Technical Abstract: The mycobiome, namely the fungal microbiome, plays an important role in human health by maintaining the dynamics of the overall microbiome. Therefore, strategies to overcome the outgrowth of fungi or to prevent their transition from commensals to pathogens are crucial for public health. Considering the complex link between the mycobiome and other biomes, antifungal intervention strategies having effects only on targeted species are highly desirable. Control of infective fungi, e.g., causative agents for aspergillosis, candidiasis, cryptococcosis or producers of toxic secondary metabolites, is problematic as effective antimycotic agents are often very limited.

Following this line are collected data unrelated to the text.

//! Udptester Core - UDP probe scheduling, correlation, and device statistics
//!
//! This library is the diagnostic core of a device-discovery and monitoring
//! tool. It periodically broadcasts or unicasts tagged probe datagrams,
//! correlates echoed sequence numbers with their send timestamps to measure
//! round-trip time, and keeps per-device health counters (timeouts,
//! duplicate responses, stale responses).

pub mod events;
pub mod probe;
pub mod stats;

pub use events::{EventSink, NullSink, ProbeEvent, StopReason};
pub use probe::codec::{EchoMessage, TelemetryReport};
pub use probe::registry::{DeviceRecord, DeviceRegistry, IdentityPolicy, ResponseTime};
pub use probe::scheduler::{PeriodicConfig, ProbeScheduler};
pub use probe::transport::{Transport, UdpTransport};
pub use stats::store::SampleStore;

/// Application version from Cargo.toml
pub const VERSION: &str = env!("CARGO_PKG_VERSION");

/// Highest probe sequence number; the counter wraps past this value
pub const MAX_SEQUENCE: u16 = 65535;

/// Sequence value after a wrap. 0 is reserved for the first probe of a session
pub const SEQUENCE_WRAP_TO: u16 = 1;

/// How long an in-flight probe timestamp is retained for RTT correlation
pub const CORRELATION_RETENTION: std::time::Duration = std::time::Duration::from_secs(5);

/// Maximum RTT samples retained per device address; oldest dropped first
pub const MAX_SAMPLES_PER_DEVICE: usize = 65535;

Moreover, the expansion of fungal resistance to commercial drugs is a global human health issue. Consequently, there is persistent need to enhance the effectiveness of conventional antimycotic agents or discover/develop new intervention strategies. Resistance of fungal pathogens to antimycotic agents frequently involves mutations triggered by environmental stressors. In fungi, stress signals resulting from oxidative/cell wall stress are integrated into the upstream mitogen-activated protein kinase (MAPK) signalling pathways that regulate genes countering the stress. Of note, mutations in MAPK signalling system result in fungal tolerance to antimycotic agents. Many natural compounds are promising antimycotic agents/leads due to their ability to disrupt fungal defense response systems. Furthermore, natural compounds could serve as chemical probes to identify new antifungal mechanisms of action (MOA). In a chemo-biological platform to achieve targeted antifungal intervention, the model yeast Saccharomyces cerevisiae served as a functional tool for identifying MOA of redox-active/cell wall disrupting agents. This also enabled the discovery of new utility for known compounds or the utilization of the natural compounds as chemosensitizing agents to enhance the efficacy of conventional antimycotic agents. Collectively, chemo-biological approaches lead to the development of novel intervention strategies, which enhance the drug susceptibility of targeted fungi, overcome fungal tolerance to conventional drugs, and ensure the maintenance of microbiome dynamics.